Types of evidence may include: diagnostic, formative and summative tests and examinations;
comprehension and interpretation exercises; exercises requiring analysis and evaluation of both
qualitative and quantitative scientific information; and responses to discussions and/or presentations.
Best suited to the collection of evidence of student achievement of Outcomes 2, 3, 4 and 5.
Chemistry
Examination design brief
Stage 3
Time allowed
Reading time before commencing work:
Working time for paper:
ten minutes
three hours
Permissible items
Standard items:
pens, pencils, eraser, correction fluid, ruler, highlighters
Special items:
a blue or black pen or a B or 2B pencil for the separate multiple-choice answer
sheet, non-programmable calculators satisfying the conditions set by the Curriculum
Council for this course.
Additional information
The weighting of calculations in the examination is within the range 15–25%, across Sections Two and
Three, with at least two multi-step calculations in Section Three.
Instructions to candidates state: When calculating numerical answers, show your working or reasoning
clearly. Express numerical answers to three significant figures and include appropriate units where
applicable.
A Chemistry data sheet is provided.
Section
Supporting information
Section One
Multiple-choice
25% of the total examination
25 questions
Suggested working time: 50 minutes
Section Two
Short answer
35% of the total examination
The questions could require the candidate to respond with equations,
descriptions, short calculations, diagrams, tables, graphs or flow
charts.
8–12 questions
Suggested working time: 60 minutes
Section Three
Extended answer
40% of the total examination
Each question has parts and is based on a scenario.

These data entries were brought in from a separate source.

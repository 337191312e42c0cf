//! Value binding for matched options and arguments.

use once_cell::sync::Lazy;
use regex::Regex;
use serde_json::Value;

use crate::descriptor::{ArgumentDescriptor, ArgumentKind, OptionDescriptor, OptionKind};
use crate::error::RuntimeError;

static NEGATIVE_NUMBER_RE: Lazy<Regex> =
    Lazy::new(|| Regex::new(r"^-\d*\.?\d+$").expect("negative number regex must compile"));

const FALSE_WORDS: [&str; 5] = ["false", "no", "off", "f", "n"];

pub(crate) fn is_negative_number(token: &str) -> bool {
    NEGATIVE_NUMBER_RE.is_match(token)
}

/// `-x`, `--xyz`, `--xyz=v`; not `-`, `--` handled by the caller, nor `-1.5`.
pub(crate) fn is_option_token(token: &str) -> bool {
    token.len() > 1 && token.starts_with('-') && !is_negative_number(token)
}

fn parse_bool(text: &str) -> bool {
    let lower = text.to_ascii_lowercase();
    !FALSE_WORDS.contains(&lower.as_str())
}

/// Forward-only cursor over the token vector of one resolution.
#[derive(Debug, Clone, Default)]
pub(crate) struct TokenCursor {
    tokens: Vec<String>,
    index: usize,
}

impl TokenCursor {
    pub(crate) fn new(tokens: Vec<String>) -> Self {
        Self { tokens, index: 0 }
    }

    pub(crate) fn peek(&self) -> Option<&str> {
        self.tokens.get(self.index).map(String::as_str)
    }

    pub(crate) fn advance(&mut self) -> Option<String> {
        let token = self.tokens.get(self.index).cloned()?;
        self.index += 1;
        Some(token)
    }

    /// Everything not consumed yet.
    pub(crate) fn drain(&mut self) -> Vec<String> {
        let rest = self.tokens.get(self.index..).unwrap_or_default().to_vec();
        self.index = self.tokens.len();
        rest
    }

    /// Pull the next token as an option value.
    ///
    /// The escape token is never consumed. With `refuse_options`, tokens that
    /// look like options are left in place too.
    pub(crate) fn take_value(&mut self, refuse_options: bool) -> Option<String> {
        let next = self.peek()?;
        if next == "--" || (refuse_options && is_option_token(next)) {
            return None;
        }
        self.advance()
    }
}

/// An option reachable in the current resolution, with its raw binding.
#[derive(Debug, Clone)]
pub struct MatchedOption<'p> {
    option: &'p OptionDescriptor,
    raw: Value,
    dirty: bool,
    accepted: bool,
}

impl<'p> MatchedOption<'p> {
    pub(crate) fn new(option: &'p OptionDescriptor) -> Self {
        let raw = option
            .initial
            .clone()
            .unwrap_or_else(|| option.kind.zero());
        Self {
            option,
            raw,
            dirty: false,
            accepted: false,
        }
    }

    pub fn option(&self) -> &'p OptionDescriptor {
        self.option
    }

    pub fn raw(&self) -> &Value {
        &self.raw
    }

    /// Whether the option appeared in the token stream.
    pub fn is_dirty(&self) -> bool {
        self.dirty
    }

    /// Bind one occurrence of the option.
    ///
    /// `key` is the name the user typed (without dashes), `text` the part after
    /// `=` if any.
    pub(crate) fn accept(
        &mut self,
        cursor: &mut TokenCursor,
        key: &str,
        text: Option<&str>,
    ) -> Result<(), RuntimeError> {
        let option = self.option;
        let long = || option.long.clone();
        match option.kind {
            OptionKind::Boolean => {
                if self.accepted {
                    return Err(RuntimeError::BooleanOptionAcceptOnce { long: long() });
                }
                let mut value = text.map(parse_bool).unwrap_or(true);
                if key.starts_with("no-") && !option.long.starts_with("no-") {
                    value = !value;
                }
                self.raw = Value::Bool(value);
                self.dirty = true;
            }
            OptionKind::Required => {
                if self.accepted {
                    return Err(RuntimeError::RequiredOptionAcceptOnce { long: long() });
                }
                let value = text
                    .map(str::to_string)
                    .or_else(|| cursor.take_value(false));
                // Without a value the initial stands in as the bound value.
                if let Some(value) = value {
                    self.raw = Value::String(value);
                }
                self.dirty = true;
            }
            OptionKind::Optional => {
                if self.accepted {
                    return Err(RuntimeError::OptionalOptionAcceptOnce { long: long() });
                }
                let value = text
                    .map(str::to_string)
                    .or_else(|| cursor.take_value(true));
                self.raw = value.map(Value::String).unwrap_or(Value::Bool(true));
                self.dirty = true;
            }
            OptionKind::Spread => {
                let value = text
                    .map(str::to_string)
                    .or_else(|| cursor.take_value(true));
                if let Some(value) = value {
                    push_spread(&mut self.raw, value);
                }
                self.dirty = true;
            }
        }
        self.accepted = true;
        Ok(())
    }

    /// Typed value: `default` when nothing was bound, else `cast(raw)`.
    pub fn value(&self) -> Value {
        finish(
            self.dirty,
            &self.raw,
            self.option.default.as_ref(),
            self.option.cast.as_ref(),
        )
    }
}

/// A positional argument of the matched command.
#[derive(Debug, Clone)]
pub struct MatchedArgument<'p> {
    argument: &'p ArgumentDescriptor,
    raw: Value,
    dirty: bool,
}

impl<'p> MatchedArgument<'p> {
    pub(crate) fn new(argument: &'p ArgumentDescriptor) -> Self {
        let raw = argument
            .initial
            .clone()
            .unwrap_or_else(|| argument.kind.zero());
        Self {
            argument,
            raw,
            dirty: false,
        }
    }

    pub fn argument(&self) -> &'p ArgumentDescriptor {
        self.argument
    }

    pub fn name(&self) -> &'p str {
        &self.argument.name
    }

    pub fn raw(&self) -> &Value {
        &self.raw
    }

    pub fn is_dirty(&self) -> bool {
        self.dirty
    }

    pub(crate) fn accept(&mut self, token: String) {
        match self.argument.kind {
            ArgumentKind::Spread => push_spread(&mut self.raw, token),
            ArgumentKind::Required | ArgumentKind::Optional => {
                self.raw = Value::String(token);
            }
        }
        self.dirty = true;
    }

    pub fn value(&self) -> Value {
        finish(
            self.dirty,
            &self.raw,
            self.argument.default.as_ref(),
            self.argument.cast.as_ref(),
        )
    }
}

fn push_spread(raw: &mut Value, token: String) {
    match raw {
        Value::Array(items) => items.push(Value::String(token)),
        Value::Null => *raw = Value::Array(vec![Value::String(token)]),
        other => {
            let previous = other.take();
            *other = Value::Array(vec![previous, Value::String(token)]);
        }
    }
}

fn finish(
    dirty: bool,
    raw: &Value,
    default: Option<&Value>,
    cast: Option<&crate::descriptor::Cast>,
) -> Value {
    if !dirty {
        if let Some(default) = default {
            return default.clone();
        }
    }
    match cast {
        Some(cast) => cast(raw.clone()),
        None => raw.clone(),
    }
}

At least two multi-step calculation questions are included.
5–7 questions
Stimulus materials for scenarios and text analysis or comprehension
could take the form of technical or historical passages or
experimental data, and could include images, diagrams, graphs and
charts.
Suggested working time: 70 minutes
Answers could include written responses, multi-step calculations or
flowcharts, either singly or in combination.